» **WHAT YOU HAVE TO DO**
Your answer must be every line of the data below that holds the string "written", copied exactly.

= Beginning of Section =

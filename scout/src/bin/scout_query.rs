//! Rank a JSON inventory against a query from the command line.
//!
//! Run with: cargo run --bin scout-query -- nvidia --records accounts.json
//!
//! Set RUST_LOG=scout=trace to see per-pass ranking summaries.

use std::path::{Path, PathBuf};

use anyhow::{Context, Result};
use clap::{Parser, ValueEnum};
use serde::de::DeserializeOwned;
use tracing_subscriber::EnvFilter;

use scout::{explain_record, rank_scored, AccountCandidate, PostCandidate, Query, SearchConfig, SearchRecord};

#[derive(Clone, Copy, Debug, ValueEnum)]
enum Kind {
    Accounts,
    Posts,
}

#[derive(Parser, Debug)]
#[command(author, version, about, long_about = None)]
struct Args {
    /// Free-text query, typed as a user would
    query: String,

    /// JSON array of records to search
    #[arg(short, long)]
    records: PathBuf,

    /// Record kind stored in the records file
    #[arg(short, long, value_enum, default_value_t = Kind::Accounts)]
    kind: Kind,

    /// JSON tuning file (min_score, debounce_ms, weights); defaults per kind
    #[arg(short, long)]
    config: Option<PathBuf>,

    /// Print at most this many results
    #[arg(short, long)]
    limit: Option<usize>,

    /// Show the weighted per-field breakdown under each result
    #[arg(long)]
    explain: bool,
}

fn load_records<R: DeserializeOwned>(path: &Path) -> Result<Vec<R>> {
    let json = std::fs::read_to_string(path)
        .with_context(|| format!("Failed to read records from {}", path.display()))?;
    serde_json::from_str(&json).with_context(|| format!("Failed to parse records in {}", path.display()))
}

fn print_ranked<R: SearchRecord + Sync>(records: &[R], args: &Args, config: &SearchConfig) {
    let query = Query::new(args.query.as_str());
    let ranked = rank_scored(records, query.raw(), config);
    let limit = args.limit.unwrap_or(ranked.len());

    if ranked.is_empty() {
        println!("No matches for {:?}.", query.raw());
        return;
    }

    for (i, entry) in ranked.iter().take(limit).enumerate() {
        match entry.score {
            Some(score) => println!("{:>3}. {:>8.2}  {}", i + 1, score, entry.record.tie_break_key()),
            None => println!("{:>3}. {:>8}  {}", i + 1, "-", entry.record.tie_break_key()),
        }

        if args.explain && entry.score.is_some() {
            for line in explain_record(entry.record, &query, &config.weights) {
                println!(
                    "       {:<18} raw {:>7.2} x {:<4} = {:>7.2}",
                    line.field, line.raw_score, line.weight, line.weighted_score
                );
            }
        }
    }
}

fn main() -> Result<()> {
    tracing_subscriber::fmt()
        .with_env_filter(EnvFilter::try_from_default_env().unwrap_or_else(|_| EnvFilter::new("warn")))
        .with_writer(std::io::stderr)
        .init();

    let args = Args::parse();

    let config = match &args.config {
        Some(path) => SearchConfig::from_path(path)
            .with_context(|| format!("Failed to load config from {}", path.display()))?,
        None => match args.kind {
            Kind::Accounts => SearchConfig::accounts(),
            Kind::Posts => SearchConfig::posts(),
        },
    };

    match args.kind {
        Kind::Accounts => {
            let records: Vec<AccountCandidate> = load_records(&args.records)?;
            print_ranked(&records, &args, &config);
        }
        Kind::Posts => {
            let records: Vec<PostCandidate> = load_records(&args.records)?;
            print_ranked(&records, &args, &config);
        }
    }

    Ok(())
}
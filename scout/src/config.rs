//! Caller-supplied tuning: threshold, debounce delay and field weights.
//!
//! The engine hard-codes none of these so the same scorer can serve several
//! record kinds. Tables are loaded once and never mutated afterwards.

use std::collections::BTreeMap;
use std::path::Path;
use std::time::Duration;

use serde::{Deserialize, Serialize};

use crate::interface::SearchError;
use crate::models::{ACCOUNT_WEIGHTS, POST_WEIGHTS};

/// Records scoring strictly below this are dropped from active results.
pub const DEFAULT_MIN_SCORE: f64 = 22.0;

/// Quiet window before a typed query is evaluated.
pub const DEFAULT_DEBOUNCE_MS: u64 = 220;

/// Field name to weight. Unknown fields weigh 0 and are effectively ignored.
#[derive(Debug, Clone, PartialEq, Default, Serialize, Deserialize)]
#[serde(transparent)]
pub struct FieldWeights(BTreeMap<String, f64>);

impl FieldWeights {
    pub fn new<I, K>(entries: I) -> Self
    where
        I: IntoIterator<Item = (K, f64)>,
        K: Into<String>,
    {
        Self(entries.into_iter().map(|(k, w)| (k.into(), w)).collect())
    }

    pub fn weight(&self, field: &str) -> f64 {
        self.0.get(field).copied().unwrap_or(0.0)
    }

    pub fn iter(&self) -> impl Iterator<Item = (&str, f64)> {
        self.0.iter().map(|(k, w)| (k.as_str(), *w))
    }

    pub fn len(&self) -> usize {
        self.0.len()
    }

    pub fn is_empty(&self) -> bool {
        self.0.is_empty()
    }

    fn validate(&self) -> Result<(), SearchError> {
        for (field, weight) in self.iter() {
            if !weight.is_finite() || weight <= 0.0 {
                return Err(SearchError::InvalidConfig(format!(
                    "weight for field '{field}' must be a positive number, got {weight}"
                )));
            }
        }
        Ok(())
    }
}

fn default_min_score() -> f64 {
    DEFAULT_MIN_SCORE
}

fn default_debounce_ms() -> u64 {
    DEFAULT_DEBOUNCE_MS
}

#[derive(Debug, Clone, PartialEq, Serialize, Deserialize)]
pub struct SearchConfig {
    #[serde(default = "default_min_score")]
    pub min_score: f64,
    #[serde(default = "default_debounce_ms")]
    pub debounce_ms: u64,
    pub weights: FieldWeights,
}

impl SearchConfig {
    pub fn new(weights: FieldWeights) -> Self {
        Self {
            min_score: DEFAULT_MIN_SCORE,
            debounce_ms: DEFAULT_DEBOUNCE_MS,
            weights,
        }
    }

    /// Default tuning for account mappings.
    pub fn accounts() -> Self {
        Self::new(ACCOUNT_WEIGHTS.clone())
    }

    /// Default tuning for crossposted messages.
    pub fn posts() -> Self {
        Self::new(POST_WEIGHTS.clone())
    }

    pub fn with_min_score(mut self, min_score: f64) -> Self {
        self.min_score = min_score;
        self
    }

    pub fn with_debounce_ms(mut self, debounce_ms: u64) -> Self {
        self.debounce_ms = debounce_ms;
        self
    }

    pub fn debounce(&self) -> Duration {
        Duration::from_millis(self.debounce_ms)
    }

    pub fn from_json_str(json: &str) -> Result<Self, SearchError> {
        let config: SearchConfig = serde_json::from_str(json)?;
        config.validate()?;
        Ok(config)
    }

    pub fn from_path(path: impl AsRef<Path>) -> Result<Self, SearchError> {
        let json = std::fs::read_to_string(path)?;
        Self::from_json_str(&json)
    }

    pub fn validate(&self) -> Result<(), SearchError> {
        if !self.min_score.is_finite() || self.min_score < 0.0 {
            return Err(SearchError::InvalidConfig(format!(
                "min_score must be a non-negative number, got {}",
                self.min_score
            )));
        }
        self.weights.validate()
    }
}
//! Shared demo inventory for tests, benchmarks and the CLI.

pub struct DemoAccount {
    pub owner: &'static str,
    pub source_usernames: &'static [&'static str],
    pub target_handle: Option<&'static str>,
    pub group_name: Option<&'static str>,
}

pub struct DemoPost {
    pub source_id: &'static str,
    pub source_username: &'static str,
    pub text: &'static str,
    pub target_handle: Option<&'static str>,
    pub owner: Option<&'static str>,
}

pub const DEMO_ACCOUNTS: &[DemoAccount] = &[
    // --- The nvidia pair: both score above threshold, jill wins ---
    DemoAccount {
        owner: "jack",
        source_usernames: &["nvidianetworkng"],
        target_handle: None,
        group_name: None,
    },
    DemoAccount {
        owner: "jill",
        source_usernames: &["nvidia_news"],
        target_handle: None,
        group_name: None,
    },
    // --- Unrelated accounts ---
    DemoAccount {
        owner: "amy",
        source_usernames: &["rustlang", "rust_weekly"],
        target_handle: Some("@rust@hachyderm.io"),
        group_name: Some("languages"),
    },
    DemoAccount {
        owner: "bob",
        source_usernames: &["sqlite"],
        target_handle: Some("@sqlite@fosstodon.org"),
        group_name: Some("databases"),
    },
    DemoAccount {
        owner: "carol",
        source_usernames: &["postgres", "pgsql_news"],
        target_handle: Some("@postgresql@fosstodon.org"),
        group_name: Some("databases"),
    },
    DemoAccount {
        owner: "dave",
        source_usernames: &["tokio_rs"],
        target_handle: None,
        group_name: Some("languages"),
    },
];

pub const DEMO_POSTS: &[DemoPost] = &[
    DemoPost {
        source_id: "1001",
        source_username: "nvidia_news",
        text: "New GPU architecture announced at the keynote",
        target_handle: Some("@nvidia@mastodon.social"),
        owner: Some("jill"),
    },
    DemoPost {
        source_id: "1002",
        source_username: "nvidianetworkng",
        text: "Spectrum-X ethernet for AI clusters",
        target_handle: None,
        owner: Some("jack"),
    },
    DemoPost {
        source_id: "1003",
        source_username: "rustlang",
        text: "Announcing Rust 1.80: lazy cells are stable",
        target_handle: Some("@rust@hachyderm.io"),
        owner: Some("amy"),
    },
    DemoPost {
        source_id: "1004",
        source_username: "sqlite",
        text: "Release 3.46 brings a faster query planner",
        target_handle: None,
        owner: None,
    },
    DemoPost {
        source_id: "1005",
        source_username: "tokio_rs",
        text: "#async runtime release notes, cancellation tokens improved",
        target_handle: None,
        owner: Some("dave"),
    },
];
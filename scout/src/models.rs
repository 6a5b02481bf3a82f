//! Searchable record kinds.
//!
//! Both kinds are owned by the inventory that created them; Scout only reads
//! their fields. Each exposes its fields through [`SearchRecord`] and ships a
//! default weight table tuned for it.

use once_cell::sync::Lazy;
use serde::{Deserialize, Serialize};

use crate::config::FieldWeights;
use crate::interface::{Field, FieldValue, SearchRecord};

// ─────────────────────────────────────────────────────────────────────────────
// ACCOUNT MAPPINGS
// ─────────────────────────────────────────────────────────────────────────────

pub mod account_fields {
    pub const SOURCE_USERNAMES: &str = "source_usernames";
    pub const TARGET_HANDLE: &str = "target_handle";
    pub const OWNER: &str = "owner";
    pub const GROUP_NAME: &str = "group_name";
}

/// Identifiers dominate; owner and group only corroborate.
pub static ACCOUNT_WEIGHTS: Lazy<FieldWeights> = Lazy::new(|| {
    FieldWeights::new([
        (account_fields::SOURCE_USERNAMES, 1.24),
        (account_fields::TARGET_HANDLE, 1.2),
        (account_fields::OWNER, 0.92),
        (account_fields::GROUP_NAME, 0.72),
    ])
});

/// Mapping from one or more source-network usernames to a target handle.
#[derive(Debug, Clone, PartialEq, Eq, Default, Serialize, Deserialize)]
pub struct AccountCandidate {
    #[serde(default)]
    pub owner: String,
    #[serde(default)]
    pub source_usernames: Vec<String>,
    #[serde(default)]
    pub target_handle: Option<String>,
    #[serde(default)]
    pub group_name: Option<String>,
}

impl AccountCandidate {
    pub fn new(owner: impl Into<String>, source_usernames: Vec<String>) -> Self {
        Self {
            owner: owner.into(),
            source_usernames,
            target_handle: None,
            group_name: None,
        }
    }

    pub fn with_target_handle(mut self, handle: impl Into<String>) -> Self {
        self.target_handle = Some(handle.into());
        self
    }

    pub fn with_group(mut self, group: impl Into<String>) -> Self {
        self.group_name = Some(group.into());
        self
    }

    /// First source username, used as the record's primary identifier.
    pub fn primary_username(&self) -> &str {
        self.source_usernames.first().map_or("", String::as_str)
    }
}

impl SearchRecord for AccountCandidate {
    fn fields(&self) -> Vec<Field<'_>> {
        vec![
            Field::new(account_fields::SOURCE_USERNAMES, FieldValue::list(&self.source_usernames)),
            Field::new(account_fields::TARGET_HANDLE, FieldValue::optional(self.target_handle.as_deref())),
            Field::new(account_fields::OWNER, FieldValue::Text(&self.owner)),
            Field::new(account_fields::GROUP_NAME, FieldValue::optional(self.group_name.as_deref())),
        ]
    }

    fn tie_break_key(&self) -> String {
        format!("{}-{}", self.owner, self.primary_username())
    }
}

// ─────────────────────────────────────────────────────────────────────────────
// CROSSPOSTED MESSAGES
// ─────────────────────────────────────────────────────────────────────────────

pub mod post_fields {
    pub const SOURCE_USERNAME: &str = "source_username";
    pub const TEXT: &str = "text";
    pub const TARGET_HANDLE: &str = "target_handle";
    pub const OWNER: &str = "owner";
}

pub static POST_WEIGHTS: Lazy<FieldWeights> = Lazy::new(|| {
    FieldWeights::new([
        (post_fields::SOURCE_USERNAME, 1.24),
        (post_fields::TEXT, 1.2),
        (post_fields::TARGET_HANDLE, 0.92),
        (post_fields::OWNER, 0.72),
    ])
});

/// A message mirrored from a source network to a target account.
#[derive(Debug, Clone, PartialEq, Eq, Default, Serialize, Deserialize)]
pub struct PostCandidate {
    pub source_id: String,
    #[serde(default)]
    pub source_username: String,
    #[serde(default)]
    pub text: String,
    #[serde(default)]
    pub target_handle: Option<String>,
    #[serde(default)]
    pub owner: Option<String>,
}

impl PostCandidate {
    pub fn new(
        source_id: impl Into<String>,
        source_username: impl Into<String>,
        text: impl Into<String>,
    ) -> Self {
        Self {
            source_id: source_id.into(),
            source_username: source_username.into(),
            text: text.into(),
            target_handle: None,
            owner: None,
        }
    }

    pub fn with_target_handle(mut self, handle: impl Into<String>) -> Self {
        self.target_handle = Some(handle.into());
        self
    }

    pub fn with_owner(mut self, owner: impl Into<String>) -> Self {
        self.owner = Some(owner.into());
        self
    }
}

impl SearchRecord for PostCandidate {
    fn fields(&self) -> Vec<Field<'_>> {
        vec![
            Field::new(post_fields::SOURCE_USERNAME, FieldValue::Text(&self.source_username)),
            Field::new(post_fields::TEXT, FieldValue::Text(&self.text)),
            Field::new(post_fields::TARGET_HANDLE, FieldValue::optional(self.target_handle.as_deref())),
            Field::new(post_fields::OWNER, FieldValue::optional(self.owner.as_deref())),
        ]
    }

    fn tie_break_key(&self) -> String {
        format!("{}-{}", self.source_username, self.source_id)
    }
}
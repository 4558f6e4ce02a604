use std::fs;
use std::path::PathBuf;
use std::process::{Command, Output};

use serde_json::Value;

fn fixture(name: &str) -> PathBuf
{
    PathBuf::from(env!("CARGO_MANIFEST_DIR"))
        .join("../symtree-core/tests/fixtures")
        .join(name)
}

fn symtree(args: &[&str]) -> Output
{
    Command::new(env!("CARGO_BIN_EXE_symtree"))
        .args(args)
        .env("RUST_LOG", "warn")
        .env_remove("SYMTREE_LOG_FILE")
        .output()
        .expect("failed to run symtree")
}

fn stdout(output: &Output) -> String
{
    assert!(
        output.status.success(),
        "symtree failed: {}",
        String::from_utf8_lossy(&output.stderr)
    );
    String::from_utf8(output.stdout.clone()).unwrap()
}

#[test]
fn test_images_lists_every_diagnostic()
{
    let path = fixture("xcode_simulated.json");
    let out = stdout(&symtree(&["images", path.to_str().unwrap()]));

    assert!(out.contains("crash #0  iPhone OS 14.0.1 (18A393)  [load-address]"));
    assert!(out.contains("hang #1"));
    assert!(out.contains("cpu-exception #2"));
    assert!(out.contains("disk-write-exception #3"));
    assert!(out.contains("0x000000000000007b - 0x0000000000012345  CDB53DDB-2337-4933-B62F-4356E6174AF0  testBinaryName"));
}

#[test]
fn test_images_forced_offset_addressing()
{
    let path = fixture("xcode_simulated.json");
    let out = stdout(&symtree(&["images", path.to_str().unwrap(), "--addressing", "offset"]));

    assert!(out.contains("[offset]"));
    assert!(out.contains("0x00000000000122ca - 0x0000000000012345"));
}

#[test]
fn test_images_json()
{
    let path = fixture("xcode_simulated.json");
    let out = stdout(&symtree(&["images", path.to_str().unwrap(), "--json"]));
    let listing: Value = serde_json::from_str(&out).unwrap();

    let diagnostics = listing.as_array().unwrap();
    assert_eq!(diagnostics.len(), 4);
    assert_eq!(diagnostics[0]["kind"], "crash");
    assert_eq!(diagnostics[0]["addressing"], "load-address");
    assert_eq!(diagnostics[0]["binaryImages"][0]["loadAddress"], 123);
    assert_eq!(diagnostics[0]["binaryImages"][0]["uuid"], "CDB53DDB-2337-4933-B62F-4356E6174AF0");
}

#[test]
fn test_legacy_through_override()
{
    let path = fixture("xcode_simulated.json");
    let out = stdout(&symtree(&["images", path.to_str().unwrap(), "--legacy-through", "ios=13.7"]));

    assert!(out.contains("crash #0  iPhone OS 14.0.1 (18A393)  [offset]"));
}

#[test]
fn test_symbolicate_to_stdout()
{
    let path = fixture("xcode_simulated.json");
    let out = stdout(&symtree(&["symbolicate", path.to_str().unwrap()]));
    let payload: Value = serde_json::from_str(out.trim()).unwrap();

    assert_eq!(payload["timeStampBegin"], "2020-10-10 19:35:24 +0000");
    let frame = &payload["crashDiagnostics"][0]["callStackTree"]["callStacks"][0]["callStackRootFrames"][0];
    assert_eq!(frame["address"], 74565);
    // No images registered: the frame was looked up and nothing matched.
    assert_eq!(frame["symbolInfo"], Value::Array(Vec::new()));
}

#[test]
fn test_symbolicate_to_out_dir()
{
    let dir = tempfile::tempdir().unwrap();
    let first = fixture("xcode_simulated.json");
    let second = fixture("nested_report.json");

    let output = symtree(&[
        "symbolicate",
        first.to_str().unwrap(),
        second.to_str().unwrap(),
        "--pretty",
        "--out-dir",
        dir.path().to_str().unwrap(),
    ]);
    assert!(stdout(&output).is_empty());

    let written = fs::read_to_string(dir.path().join("xcode_simulated.symbolicated.json")).unwrap();
    assert!(written.contains('\n'));
    let payload: Value = serde_json::from_str(&written).unwrap();
    assert!(payload["hangDiagnostics"].is_array());

    let nested = fs::read(dir.path().join("nested_report.symbolicated.json")).unwrap();
    let payload: Value = serde_json::from_slice(&nested).unwrap();
    assert_eq!(payload["crashDiagnostics"][0]["diagnosticMetaData"]["osVersion"], "iPhone OS 16.1 (20B82)");
}

#[test]
fn test_trace_lists_frames()
{
    let path = fixture("nested_report.json");
    let out = stdout(&symtree(&["trace", path.to_str().unwrap()]));

    assert!(out.starts_with("crash #0  iPhone OS 16.1 (20B82)  [offset]"));
    assert!(out.contains("Call stack 0"));
    assert!(out.contains("Call stack 1"));
}

#[test]
fn test_missing_payload_fails()
{
    let output = symtree(&["images", "/definitely/not/here.json"]);
    assert_eq!(output.status.code(), Some(1));
    assert!(String::from_utf8_lossy(&output.stderr).contains("Error: "));
}

#[test]
fn test_malformed_payload_fails()
{
    let dir = tempfile::tempdir().unwrap();
    let path = dir.path().join("broken.json");
    fs::write(&path, b"{\"timeStampBegin\": 42}").unwrap();

    let output = symtree(&["symbolicate", path.to_str().unwrap()]);
    assert_eq!(output.status.code(), Some(1));
    assert!(String::from_utf8_lossy(&output.stderr).contains("Failed to decode diagnostic JSON"));
}

#[test]
fn test_non_object_binary_fails()
{
    let dir = tempfile::tempdir().unwrap();
    let path = dir.path().join("not-a-binary");
    fs::write(&path, b"plain text").unwrap();
    let payload = fixture("xcode_simulated.json");

    let output = symtree(&["symbolicate", payload.to_str().unwrap(), "--binary", path.to_str().unwrap()]);
    assert_eq!(output.status.code(), Some(1));
    assert!(String::from_utf8_lossy(&output.stderr).contains("Failed to parse image"));
}

#[test]
fn test_invalid_binary_id_is_a_usage_error()
{
    let payload = fixture("xcode_simulated.json");
    let output = symtree(&["symbolicate", payload.to_str().unwrap(), "--binary-id", "nope"]);
    assert_eq!(output.status.code(), Some(2));
}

= End of Section =

» **RESULT**
    let written = fs::read_to_string(dir.path().join("xcode_simulated.symbolicated.json")).unwrap();
    assert!(written.contains('\n'));
    let payload: Value = serde_json::from_str(&written).unwrap();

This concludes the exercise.